Hershel locks Lizzie in with the another sick kid, and leads all the zombies to him on the upper balcony with a little noise, dispatching them with the shotgun.  He finds Glenn who desperately needs... the tube and bottle on zombie Henry, thrashing around in the chain link net behind Hershel.  Maggie reaches the other side, sees a window made of cheaper glass, and shoots it completely apart with one gunshot (architect's note:  probably tempered glass, which shatters with no shards).  She climbs into A Block, to find her dad wrestling with zombie Henry for the intubation stuff still attached to his face.  Hershel tells Maggie not to shoot, or she'll risk damaging what Hershel's trying to get, but Maggie proves him wrong with perfect aim.

Probably not a good idea

Rick finally asks Carl for help putting posts against the fence, but it comes down just as they're getting started in the darkness outside (that was a quick sunset!), and they make a break for it, passing back into the prison yard via a guard tower.  However, zombies are now about to come through the inner fence, and get access right up to the prison walls.  So, Rick and Carl make it to the automatic weapons, stored outside in the humid, rainy, hot Southern climate but apparently still ready for any emergency.  Rick conducts a five-second-training session so Carl now knows how to use an automatic rifle, and they meet the zombies now coming down the path towards them and the prison.  Zombie heads pop open with blood as they collapse all over the path.
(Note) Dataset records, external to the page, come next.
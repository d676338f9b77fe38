//! Storage module for the dispatch client.
//!
//! This module provides abstractions for the client's small persistence
//! needs, chiefly the cached bearer token that survives between
//! invocations. Backends are pluggable: an in-memory implementation for
//! tests and a file-based implementation for real use.

use async_trait::async_trait;
use serde::{de::DeserializeOwned, Serialize};
use std::time::Duration;
use thiserror::Error;

/// Re-export implementations
pub mod implementations {
	pub mod file;
	pub mod memory;
}

/// Errors that can occur during storage operations.
#[derive(Debug, Error)]
pub enum StorageError {
	/// Error that occurs when a requested item is not found.
	#[error("Not found")]
	NotFound,
	/// Error that occurs during serialization/deserialization.
	#[error("Serialization error: {0}")]
	Serialization(String),
	/// Error that occurs in the storage backend.
	#[error("Backend error: {0}")]
	Backend(String),
	/// Error that occurs when a backend is misconfigured or unknown.
	#[error("Configuration error: {0}")]
	Configuration(String),
}

/// Trait defining the low-level interface for storage backends.
///
/// Backends store raw bytes under string keys with optional time-to-live.
/// Typed access goes through [`StorageService`].
#[async_trait]
pub trait StorageInterface: Send + Sync {
	/// Retrieves raw bytes for the given key.
	async fn get_bytes(&self, key: &str) -> Result<Vec<u8>, StorageError>;

	/// Stores raw bytes with optional time-to-live.
	async fn set_bytes(
		&self,
		key: &str,
		value: Vec<u8>,
		ttl: Option<Duration>,
	) -> Result<(), StorageError>;

	/// Deletes the value associated with the given key.
	async fn delete(&self, key: &str) -> Result<(), StorageError>;

	/// Checks if a key exists in storage.
	async fn exists(&self, key: &str) -> Result<bool, StorageError>;

	/// Removes expired entries from storage (optional operation).
	/// Returns the number of entries removed.
	/// Implementations that don't support expiration can return Ok(0).
	async fn cleanup_expired(&self) -> Result<usize, StorageError> {
		Ok(0) // Default implementation for backends without TTL support
	}
}

/// Type alias for storage factory functions.
pub type StorageFactory = fn(&toml::Value) -> Result<Box<dyn StorageInterface>, StorageError>;

/// Creates a storage backend by name.
///
/// The client supports a fixed pair of backends; the name comes from the
/// `storage.primary` configuration key.
pub fn create_backend(
	name: &str,
	config: &toml::Value,
) -> Result<Box<dyn StorageInterface>, StorageError> {
	match name {
		"file" => implementations::file::create_storage(config),
		"memory" => implementations::memory::create_storage(config),
		other => Err(StorageError::Configuration(format!(
			"Unknown storage backend: {}",
			other
		))),
	}
}

/// High-level storage service that provides typed operations.
///
/// The StorageService wraps a low-level storage backend and provides
/// convenient methods for storing and retrieving typed data with
/// automatic JSON serialization/deserialization.
pub struct StorageService {
	/// The underlying storage backend implementation.
	backend: Box<dyn StorageInterface>,
}

impl StorageService {
	/// Creates a new StorageService with the specified backend.
	pub fn new(backend: Box<dyn StorageInterface>) -> Self {
		Self { backend }
	}

	/// Stores a serializable value with optional time-to-live.
	///
	/// The namespace and id are combined to form a unique key.
	pub async fn store_with_ttl<T: Serialize>(
		&self,
		namespace: &str,
		id: &str,
		data: &T,
		ttl: Option<Duration>,
	) -> Result<(), StorageError> {
		let key = format!("{}:{}", namespace, id);
		let bytes =
			serde_json::to_vec(data).map_err(|e| StorageError::Serialization(e.to_string()))?;
		self.backend.set_bytes(&key, bytes, ttl).await
	}

	/// Stores a serializable value without time-to-live.
	pub async fn store<T: Serialize>(
		&self,
		namespace: &str,
		id: &str,
		data: &T,
	) -> Result<(), StorageError> {
		self.store_with_ttl(namespace, id, data, None).await
	}

	/// Retrieves and deserializes a value from storage.
	pub async fn retrieve<T: DeserializeOwned>(
		&self,
		namespace: &str,
		id: &str,
	) -> Result<T, StorageError> {
		let key = format!("{}:{}", namespace, id);
		let bytes = self.backend.get_bytes(&key).await?;
		serde_json::from_slice(&bytes).map_err(|e| StorageError::Serialization(e.to_string()))
	}

	/// Removes a value from storage.
	pub async fn remove(&self, namespace: &str, id: &str) -> Result<(), StorageError> {
		let key = format!("{}:{}", namespace, id);
		self.backend.delete(&key).await
	}

	/// Checks if a value exists in storage.
	pub async fn exists(&self, namespace: &str, id: &str) -> Result<bool, StorageError> {
		let key = format!("{}:{}", namespace, id);
		self.backend.exists(&key).await
	}

	/// Removes expired entries from storage.
	///
	/// This is a no-op for backends that don't support TTL.
	pub async fn cleanup_expired(&self) -> Result<usize, StorageError> {
		self.backend.cleanup_expired().await
	}
}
Maggie and Hershel rush to save Glenn with intubation as Lizzie looks on and asks the question of the week:  "Is it over?"  Hershel does his best to comfort her without yelling at her for rubbing her boot in blood and snot.  Maggie sends her dad to bed.  We see Hershel with the last book of the night, a Bible.  But Hershel can't read it after closing Doctor S's eyes forever.  He can only cry.  Rick and Carl are finishing off zombie not quite dead yet (seriously,  I expected someone to say "I'm not quite dead yet!" straight from Monty Python) as they see Team Daryl come back!  We cut to Bob doing his job without fuck-ups for a change.  Sasha rests in Tyrese's arms.

I'll just be over here having a nervous breakdown

The next morning, everyone's back (except Carol), relieved, and working to clean up the bodies, both from A Block and the prison yard.  Daryl praises Hershel, who tells the group Glenn and Sasha survived the night.  Really, the day and night were his.  Up nearly 48 hours almost non-stop.  And all those darned extra characters cluttering up the script are gone.  What a relief!  Rick puts off telling Daryl (literally) as he shares a fresh pea pod with Carl.  Daryl asks Hershel where Carol is.  Hershel tells Daryl to ask Rick.  That drama will be for next week so we can leave the prison in peace, floating away on a long shot of the prison, the fence, the surrounding woods... and...  UGH!! A red-headed asshole with a black trench coat and an eye-patch.  The ominous music playing is from his cat and mouse game with Andrea in the warehouse last season.  Do we know who was feeding the zombies at the fence now?!?!?!?!  Will we ever?